STEM Games and Sims for Manufacturing Workforce Training

STEM Games and Sims for Manufacturing Workforce Training

Erik Verlage, Research Scientist, MITStaff

Click for Speaker Bio

Erik Verlage

The Industry 4.0 digital revolution is leading to ever-increasing complexity and digitization of manufacturing processes, which requires companies to perennially reskill and upskill their workforce. In addition to a deeper understanding of manufacturing equipment capabilities, specialized worker knowledge should be grounded in the new applications of emerging technologies.

Games allow students to easily explore complex systems in fun, engaging environments. In addition, massive open online courses (MOOCs) and blended learning boot camps are cost-effective and scalable models for self-directed upskilling. The inclusion of interactive games and simulations in digital learning environments can allow educators to strategically address manufacturing knowledge gaps in industry, academia, and government.

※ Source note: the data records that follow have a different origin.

use anyhow::{Context, Result};
use figment::{
    providers::Serialized,
    value::{Dict, Map, Value},
    Figment, Metadata, Profile, Provider,
};
use serde::{Deserialize, Serialize};
use std::path::{Path, PathBuf};
use tracing::warn;

/// Заголовок целевого окна, если в конфигурации он не задан
pub const DEFAULT_TITLE: &str = "Ticket Info";

/// Путь к файлу конфигурации по умолчанию
pub const DEFAULT_CONFIG_PATH: &str = "/etc/window-guard.conf";

const TITLE_KEY: &str = "title";

#[derive(Debug, Clone, Deserialize, Serialize)]
pub struct Config {
    /// Подстрока заголовка целевого окна (с учётом регистра)
    pub title: String,
}

impl Default for Config {
    fn default() -> Self {
        Self {
            title: DEFAULT_TITLE.to_string(),
        }
    }
}

impl Config {
    pub fn load<P: AsRef<Path>>(config_path: P) -> Result<Self> {
        let config_path = config_path.as_ref();

        let figment = Figment::from(Serialized::defaults(Config::default()))
            .merge(ConfFile::new(config_path));

        let mut config: Config = figment
            .extract()
            .with_context(|| format!("Не удалось загрузить конфигурацию из {:?}", config_path))?;

        // Пустое значение `title=` равносильно отсутствию ключа
        if config.title.is_empty() {
            warn!("Пустой заголовок в {:?}, используется \"{}\"", config_path, DEFAULT_TITLE);
            config.title = DEFAULT_TITLE.to_string();
        }

        Ok(config)
    }
}

/// Провайдер figment для файла вида `key=value`.
///
/// Распознаётся только строка `title=<значение>`: значение берётся до первого
/// `\r` или `\n`, последняя такая строка побеждает, всё прочее игнорируется.
/// Отсутствующий или нечитаемый файл даёт пустой набор значений.
pub struct ConfFile {
    path: PathBuf,
}

impl ConfFile {
    pub fn new<P: AsRef<Path>>(path: P) -> Self {
        Self {
            path: path.as_ref().to_path_buf(),
        }
    }

    fn parse_title(contents: &str) -> Option<String> {
        contents
            .split('\n')
            .filter_map(|line| line.strip_prefix("title="))
            .map(|value| value.split('\r').next().unwrap_or_default().to_string())
            .last()
    }
}

impl Provider for ConfFile {
    fn metadata(&self) -> Metadata {
        Metadata::named("window-guard conf file")
    }

    fn data(&self) -> std::result::Result<Map<Profile, Dict>, figment::Error> {
        let mut dict = Dict::new();

        match std::fs::read(&self.path) {
            Ok(bytes) => match Self::parse_title(&String::from_utf8_lossy(&bytes)) {
                Some(title) => {
                    dict.insert(TITLE_KEY.to_string(), Value::from(title));
                }
                None => {
                    warn!(
                        "В {:?} нет ключа '{}', используется \"{}\"",
                        self.path, TITLE_KEY, DEFAULT_TITLE
                    );
                }
            },
            Err(e) => {
                warn!(
                    "⚠️ Не удалось открыть файл конфигурации {:?}: {}. Используется \"{}\"",
                    self.path, e, DEFAULT_TITLE
                );
            }
        }

        Ok(Profile::Default.collect(dict))
    }
}

#[cfg(test)]
mod tests {
    use super::*;
    use std::io::Write;
    use tempfile::NamedTempFile;

    fn write_conf(contents: &str) -> NamedTempFile {
        let mut file = NamedTempFile::new().unwrap();
        file.write_all(contents.as_bytes()).unwrap();
        file
    }

    #[test]
    fn test_missing_file_uses_default_title() {
        let config = Config::load("/nonexistent/window-guard.conf").unwrap();
        assert_eq!(config.title, DEFAULT_TITLE);
    }

    #[test]
    fn test_title_is_read() {
        let file = write_conf("title=Order Details\n");
        let config = Config::load(file.path()).unwrap();
        assert_eq!(config.title, "Order Details");
    }

    #[test]
    fn test_last_title_wins_and_unknown_lines_ignored() {
        let file = write_conf("# comment\ntitle=First\ncolor=red\ntitle=Second\n");
        let config = Config::load(file.path()).unwrap();
        assert_eq!(config.title, "Second");
    }

    #[test]
    fn test_crlf_is_trimmed_but_spaces_are_kept() {
        let file = write_conf("title= Ticket Info \r\n");
        let config = Config::load(file.path()).unwrap();
        assert_eq!(config.title, " Ticket Info ");
    }

    #[test]
    fn test_missing_key_or_empty_value_uses_default() {
        let file = write_conf("name=whatever\n");
        assert_eq!(Config::load(file.path()).unwrap().title, DEFAULT_TITLE);

        let file = write_conf("title=\n");
        assert_eq!(Config::load(file.path()).unwrap().title, DEFAULT_TITLE);
    }

    #[test]
    fn test_key_must_start_the_line() {
        assert_eq!(ConfFile::parse_title("  title=Indented\n"), None);
        assert_eq!(
            ConfFile::parse_title("title=Last line without newline"),
            Some("Last line without newline".to_string())
        );
    }
}
//! Pure placement policy: no X11 calls, no state kept between ticks.
//!
//! Everything here is derived from a single tick's topology and window
//! snapshots, which is what lets the guard heal after outside interference.

pub mod placement;
pub mod pointer;

pub use placement::{CorrectiveAction, PlacementContext};
pub use pointer::confine_pointer;
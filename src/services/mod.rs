pub mod display;
pub mod guard;

pub use display::{DisplayBackend, DryRunDisplay, X11Display};
pub use guard::WindowGuard;
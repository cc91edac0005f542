use crate::model::{Point, Rect};

/// Насколько курсор возвращается внутрь от нарушенной границы
pub const POINTER_MARGIN: i64 = 2;

/// Ограничить курсор основным монитором.
///
/// Каждая ось проверяется отдельно: координата вне `[origin, origin + extent - 1]`
/// переносится на `POINTER_MARGIN` внутрь от нарушенного края. `None`, если
/// курсор уже на основном мониторе.
pub fn confine_pointer(pointer: Point, main: &Rect) -> Option<Point> {
    let confined = Point::new(
        clamp_axis(pointer.x, main.x, main.width),
        clamp_axis(pointer.y, main.y, main.height),
    );

    (confined != pointer).then_some(confined)
}

fn clamp_axis(value: i32, origin: i32, extent: u32) -> i32 {
    let low = i64::from(origin);
    let high = low + i64::from(extent);
    let value_wide = i64::from(value);

    let clamped = if value_wide < low {
        low + POINTER_MARGIN
    } else if value_wide > high - 1 {
        high - POINTER_MARGIN
    } else {
        return value;
    };

    i32::try_from(clamped).unwrap_or(if clamped < 0 { i32::MIN } else { i32::MAX })
}
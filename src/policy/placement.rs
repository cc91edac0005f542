use crate::model::{Point, Rect, Topology, WindowSnapshot};
use std::fmt;

/// Смещение от начала монитора, куда ставится перемещаемое окно
pub const PLACEMENT_INSET: Point = Point { x: 100, y: 100 };

/// Корректирующее действие для одного окна на одном тике
#[derive(Debug, Clone, Copy, PartialEq, Eq, Hash)]
pub enum CorrectiveAction {
    /// Целевое окно: снять максимизацию, перенести на второй монитор, поверх всех
    MoveToSecondaryAndRaise,
    /// Обычное окно вне основного монитора: снять максимизацию и вернуть
    MoveToMain,
    NoAction,
}

impl fmt::Display for CorrectiveAction {
    fn fmt(&self, f: &mut fmt::Formatter<'_>) -> fmt::Result {
        let name = match self {
            Self::MoveToSecondaryAndRaise => "move-to-secondary+raise",
            Self::MoveToMain => "move-to-main",
            Self::NoAction => "none",
        };
        f.write_str(name)
    }
}

/// Всё, что нужно для решения по окнам на одном тике.
///
/// Строится заново каждый тик из текущей топологии, поэтому все решения тика
/// согласованы между собой и не зависят от предыдущих тиков.
#[derive(Debug, Clone, Copy)]
pub struct PlacementContext<'a> {
    pub topology: Topology,
    pub target_title: &'a str,
}

impl<'a> PlacementContext<'a> {
    pub fn new(topology: Topology, target_title: &'a str) -> Self {
        Self {
            topology,
            target_title,
        }
    }

    pub fn is_target(&self, window: &WindowSnapshot) -> bool {
        window.title.contains(self.target_title)
    }

    pub fn is_fully_on_main(&self, window: &WindowSnapshot) -> bool {
        self.topology.main.contains_rect(&window.geometry)
    }

    /// Таблица решений: целевое окно важнее особого, особое важнее положения
    pub fn decide(&self, window: &WindowSnapshot) -> CorrectiveAction {
        if self.is_target(window) {
            CorrectiveAction::MoveToSecondaryAndRaise
        } else if window.is_special || self.is_fully_on_main(window) {
            CorrectiveAction::NoAction
        } else {
            CorrectiveAction::MoveToMain
        }
    }

    /// Куда переместить окно для данного действия
    pub fn destination(&self, action: CorrectiveAction) -> Option<Point> {
        let monitor = match action {
            CorrectiveAction::MoveToSecondaryAndRaise => self.topology.secondary,
            CorrectiveAction::MoveToMain => self.topology.main,
            CorrectiveAction::NoAction => return None,
        };
        Some(inset_origin(&monitor))
    }
}

fn inset_origin(monitor: &Rect) -> Point {
    Point::new(
        monitor.x.saturating_add(PLACEMENT_INSET.x),
        monitor.y.saturating_add(PLACEMENT_INSET.y),
    )
}
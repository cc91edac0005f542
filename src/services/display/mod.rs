//! Display backends: responsibility and boundaries
//!
//! This module and its submodules only read facts from the windowing system
//! (outputs, client list, window properties, pointer) and carry out the
//! mutations they are told to. They MUST NOT decide anything about placement;
//! all decisions live in `crate::policy` and are driven by `WindowGuard`.

mod dry_run;
mod r#trait;
mod x11;

pub use self::dry_run::DryRunDisplay;
#[cfg(test)]
pub use self::dry_run::{FakeWindow, Mutation};
pub use self::r#trait::DisplayBackend;
pub use self::x11::X11Display;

With funding from the US Office of Naval Research, the MIT Virtual Manufacturing Lab (VM-Lab) is training technicians and engineers to design and manufacture optical circuits for the emerging field of integrated photonics. VM-Lab developed a series of optics learning games and simulations, packaged them with instructional videos and assessments, and deployed these modules on a new manufacturing-focused online learning platform. The applications covered in these games include low-power computing, on-chip chemical and biological sensing, high-speed wireless communication, specialty optical fiber manufacturing, and LiDAR imaging.

Attendee Benefits

The takeaways from this presentation include:

- Lessons learned from game design and development in a multi-university collaboration with game studio contractors and online learning specialists;
- Pedagogical approaches and best practices for incorporating games in MOOCs targeting adult learners in technical fields;
- Game design decisions to best address the needs of both engineering and technician audiences;
- How to create novel methods of data visualization, and how to simplify complex user interfaces to reduce cognitive load for STEM students;
- Tips for classroom integration of learning games into blended learning boot camps, as well as how to use game-based learning modules in 2-year and 4-year institutions;
- Best practices for the integration of HTML5 web games and simulations into Open edX online learning platforms;
- The role analytics and formative/summative assessment can play in the design of interactive simulations and games;
- How to deploy and market online courses which include interactive digital games.